## WORK REQUIRED
All lines in the records that carry the string "clap" are to be shown.

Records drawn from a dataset
···

// SPDX-License-Identifier: AGPL-3.0-or-later
//
// Copyright (C) 2026 Relational Network

//! Merge of many network reports into one table.
//!
//! Every (network, header) pair becomes a column titled
//! `"<header> (<network name>)"`. Columns of networks sharing the most common
//! native currency come first, then networks by name, then the native column
//! of each network ahead of its tokens.
//!
//! A cell holds the first positive value found when scanning the reports in
//! order, not a sum, so merging a report with itself changes nothing.

use std::cmp::Ordering;
use std::collections::{HashMap, HashSet};

use alloy::primitives::Address;

use crate::blockchain::AssetRef;
use crate::checker::{is_positive, Account, BalanceRecord, NetworkReport, ZERO_BALANCE};

use super::table::Table;

struct MergedColumn<'r> {
    report: &'r NetworkReport,
    header: &'r str,
    title: String,
}

impl MergedColumn<'_> {
    fn is_native(&self) -> bool {
        self.report.network.is_native_header(self.header)
    }
}

/// Build the merged table of `reports`.
pub fn merge_reports(reports: &[NetworkReport]) -> Table {
    let accounts = unique_accounts(reports);
    let columns = merged_columns(reports);

    let with_secrets = accounts.iter().any(|a| a.secret.is_some());
    let mut table = Table::new(columns.iter().map(|c| c.title.clone()).collect(), with_secrets);

    let index: Vec<HashMap<Address, &BalanceRecord>> =
        reports.iter().map(records_by_address).collect();
    let suffixes: Vec<String> = reports.iter().map(|r| format!(" ({})", r.network.name)).collect();

    for account in accounts {
        let values = columns
            .iter()
            .map(|column| {
                first_positive(reports, &index, &suffixes, &column.title, account.address)
                    .unwrap_or(ZERO_BALANCE)
                    .to_string()
            })
            .collect();
        table.push_row(account, values);
    }

    table
}

/// Accounts in first-seen order; the first secret seen for an address wins.
fn unique_accounts(reports: &[NetworkReport]) -> Vec<&Account> {
    let mut seen = HashSet::new();
    reports
        .iter()
        .flat_map(|r| r.results.iter())
        .map(|r| &r.account)
        .filter(|a| seen.insert(a.address))
        .collect()
}

fn merged_columns(reports: &[NetworkReport]) -> Vec<MergedColumn<'_>> {
    let mut seen = HashSet::new();
    let mut columns: Vec<MergedColumn<'_>> = reports
        .iter()
        .flat_map(|report| {
            report.display_headers().map(move |header| MergedColumn {
                report,
                header: header.as_str(),
                title: format!("{header} ({})", report.network.name),
            })
        })
        .filter(|c| seen.insert((c.report.network.id, c.header)))
        .collect();

    let baseline = baseline_currency(reports);
    columns.sort_by(|a, b| compare_columns(a, b, baseline));
    columns
}

/// Most common native currency; ties go to the one seen first.
fn baseline_currency(reports: &[NetworkReport]) -> Option<&'static str> {
    let mut counts: Vec<(&'static str, usize)> = Vec::new();
    for report in reports {
        let currency = report.network.native_currency;
        match counts.iter_mut().find(|(c, _)| *c == currency) {
            Some((_, n)) => *n += 1,
            None => counts.push((currency, 1)),
        }
    }

    counts
        .into_iter()
        .fold(None, |best: Option<(&'static str, usize)>, (currency, n)| match best {
            Some((_, top)) if top >= n => best,
            _ => Some((currency, n)),
        })
        .map(|(currency, _)| currency)
}

fn compare_columns(a: &MergedColumn<'_>, b: &MergedColumn<'_>, baseline: Option<&str>) -> Ordering {
    let in_baseline = |c: &MergedColumn<'_>| Some(c.report.network.native_currency) == baseline;

    in_baseline(b)
        .cmp(&in_baseline(a))
        .then_with(|| compare_text(a.report.network.name, b.report.network.name))
        .then_with(|| b.is_native().cmp(&a.is_native()))
        .then_with(|| compare_text(a.header, b.header))
}

/// Case-insensitive, falling back to a plain comparison for a stable order.
fn compare_text(a: &str, b: &str) -> Ordering {
    a.to_lowercase()
        .cmp(&b.to_lowercase())
        .then_with(|| a.cmp(b))
}

fn records_by_address(report: &NetworkReport) -> HashMap<Address, &BalanceRecord> {
    let mut records = HashMap::new();
    for record in &report.results {
        records.entry(record.account.address).or_insert(record);
    }
    records
}

/// Scan reports in order for the first positive value behind `title`.
fn first_positive<'r>(
    reports: &'r [NetworkReport],
    index: &[HashMap<Address, &'r BalanceRecord>],
    suffixes: &[String],
    title: &str,
    address: Address,
) -> Option<&'r str> {
    reports
        .iter()
        .zip(index)
        .zip(suffixes)
        .filter_map(|((report, records), suffix)| {
            let record = records.get(&address).copied()?;
            let header = title.strip_suffix(suffix.as_str()).unwrap_or(title);
            lookup(report, record, header)
        })
        .find(|value| is_positive(value))
}

/// Value of the per-network `header` in `record`: native column, then the
/// known token table, then the report's own columns.
fn lookup<'r>(report: &NetworkReport, record: &'r BalanceRecord, header: &str) -> Option<&'r str> {
    let network = &report.network;
    let asset = if network.is_native_header(header) {
        AssetRef::Native
    } else if let Some(token) = network.token_by_name(header) {
        AssetRef::Token(token.address)
    } else {
        report.column_by_header(header)?.asset
    };

    record.balances.get(&asset).map(String::as_str)
}
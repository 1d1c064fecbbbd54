// SPDX-License-Identifier: AGPL-3.0-or-later
//
// Copyright (C) 2026 Relational Network

//! Command line interface. Every flag can also be set from the environment.

use std::path::PathBuf;

use clap::{Parser, ValueEnum};

use crate::config::{
    BATCH_SIZE_ENV, DEFAULT_NETWORK_ENV, EXCLUDED_NETWORKS_ENV, LOG_FORMAT_ENV, MAX_IN_FLIGHT_ENV,
    RESULTS_DIR_ENV, RETRY_ATTEMPTS_ENV, RETRY_DELAY_ENV, WALLETS_FILE_ENV,
};

/// Check native and token balances of a wallet list on one or all EVM networks
#[derive(Debug, Parser)]
#[command(name = "evm-checker", version)]
pub struct Cli {
    /// Network id to check, or `all` for every network
    pub selector: Option<String>,

    /// Addresses per bundled read
    #[arg(long, env = BATCH_SIZE_ENV, default_value_t = 200, allow_negative_numbers = true)]
    pub batch_size: i64,

    /// Attempts per batch before its balances are reported as 0
    #[arg(long, env = RETRY_ATTEMPTS_ENV, default_value_t = 3, allow_negative_numbers = true)]
    pub retry_attempts: i64,

    /// Milliseconds between attempts
    #[arg(long, env = RETRY_DELAY_ENV, default_value_t = 1000, allow_negative_numbers = true)]
    pub retry_delay: i64,

    /// Cap on concurrently running batches per asset (unbounded if unset)
    #[arg(long, env = MAX_IN_FLIGHT_ENV)]
    pub max_in_flight: Option<usize>,

    /// Wallet list, one address or private key per line
    #[arg(long, env = WALLETS_FILE_ENV, default_value = "wallets.txt")]
    pub wallets_file: PathBuf,

    /// Directory reports are written to
    #[arg(long, env = RESULTS_DIR_ENV, default_value = "results")]
    pub results_dir: PathBuf,

    /// Networks skipped by `all`
    #[arg(
        long = "exclude",
        env = EXCLUDED_NETWORKS_ENV,
        value_delimiter = ',',
        default_value = "base-goerli,xterio"
    )]
    pub excluded_networks: Vec<String>,

    /// Network checked when no selector is given
    #[arg(long, env = DEFAULT_NETWORK_ENV)]
    pub default_network: Option<String>,

    /// RPC endpoint override as `<network-id>=<url>`; repeatable.
    /// `RPC_URL_<NETWORK_ID>` variables are read as well.
    #[arg(long = "rpc-url", value_name = "NETWORK=URL")]
    pub rpc_urls: Vec<String>,

    /// Assets for a single-network run, e.g. `native,0x…` (default: the network's list)
    #[arg(long, value_delimiter = ',')]
    pub assets: Option<Vec<String>>,

    /// Log output format
    #[arg(long, env = LOG_FORMAT_ENV, value_enum, default_value_t = LogFormat::Pretty)]
    pub log_format: LogFormat,
}

#[derive(Debug, Clone, Copy, PartialEq, Eq, ValueEnum)]
pub enum LogFormat {
    Pretty,
    Json,
}
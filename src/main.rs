// SPDX-License-Identifier: AGPL-3.0-or-later
//
// Copyright (C) 2026 Relational Network

use std::path::Path;
use std::process::ExitCode;

use clap::Parser;
use tracing_subscriber::{layer::SubscriberExt, util::SubscriberInitExt, EnvFilter};

use evm_balance_checker::blockchain::NETWORKS;
use evm_balance_checker::checker::RunSummary;
use evm_balance_checker::cli::{Cli, LogFormat};
use evm_balance_checker::config::{load_env_file, AppConfig, Selection, ALL_NETWORKS, ENV_FILE};
use evm_balance_checker::error::CheckerError;

#[tokio::main(flavor = "current_thread")]
async fn main() -> ExitCode {
    // Before parsing, so flags see variables set in the file
    let env_file = load_env_file(Path::new(ENV_FILE));
    let cli = Cli::parse();
    init_tracing(cli.log_format);

    match env_file {
        Ok(true) => tracing::debug!(path = ENV_FILE, "Loaded environment file"),
        Ok(false) => {}
        Err(e) => tracing::warn!(path = ENV_FILE, error = %e, "Could not load environment file"),
    }

    match run(cli).await {
        Ok(summary) => {
            tracing::info!(
                networks = summary.networks,
                accounts_with_balance = summary.accounts_with_balance,
                checks = summary.total_checks,
                errors = summary.failed_checks,
                duration_ms = summary.duration.as_millis() as u64,
                "Balance check finished"
            );
            ExitCode::SUCCESS
        }
        Err(e) => {
            tracing::error!(error = %e, "Balance check failed");
            ExitCode::FAILURE
        }
    }
}

async fn run(cli: Cli) -> Result<RunSummary, CheckerError> {
    let config = AppConfig::from_cli(&cli, std::env::vars())?;

    let selection = match cli.selector.as_deref() {
        Some(selector) => config.select(selector)?,
        None => match config.default_selection()? {
            Some(selection) => selection,
            None => prompt_selection(&config)?,
        },
    };

    evm_balance_checker::run(&config, selection).await
}

/// Ask which network to check.
fn prompt_selection(config: &AppConfig) -> Result<Selection, CheckerError> {
    let options: Vec<&str> = std::iter::once(ALL_NETWORKS)
        .chain(NETWORKS.iter().map(|n| n.id))
        .collect();

    let choice = inquire::Select::new("Select network:", options)
        .prompt()
        .map_err(|e| CheckerError::Prompt(e.to_string()))?;

    Ok(config.select(choice)?)
}

fn init_tracing(format: LogFormat) {
    let filter = EnvFilter::try_from_default_env().unwrap_or_else(|_| EnvFilter::new("info"));
    let registry = tracing_subscriber::registry().with(filter);

    match format {
        LogFormat::Json => registry.with(tracing_subscriber::fmt::layer().json()).init(),
        LogFormat::Pretty => registry
            .with(tracing_subscriber::fmt::layer().with_target(false))
            .init(),
    }
}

···

## WRITTEN REPLY
use clap::{Parser, ValueEnum};
use clap::Parser;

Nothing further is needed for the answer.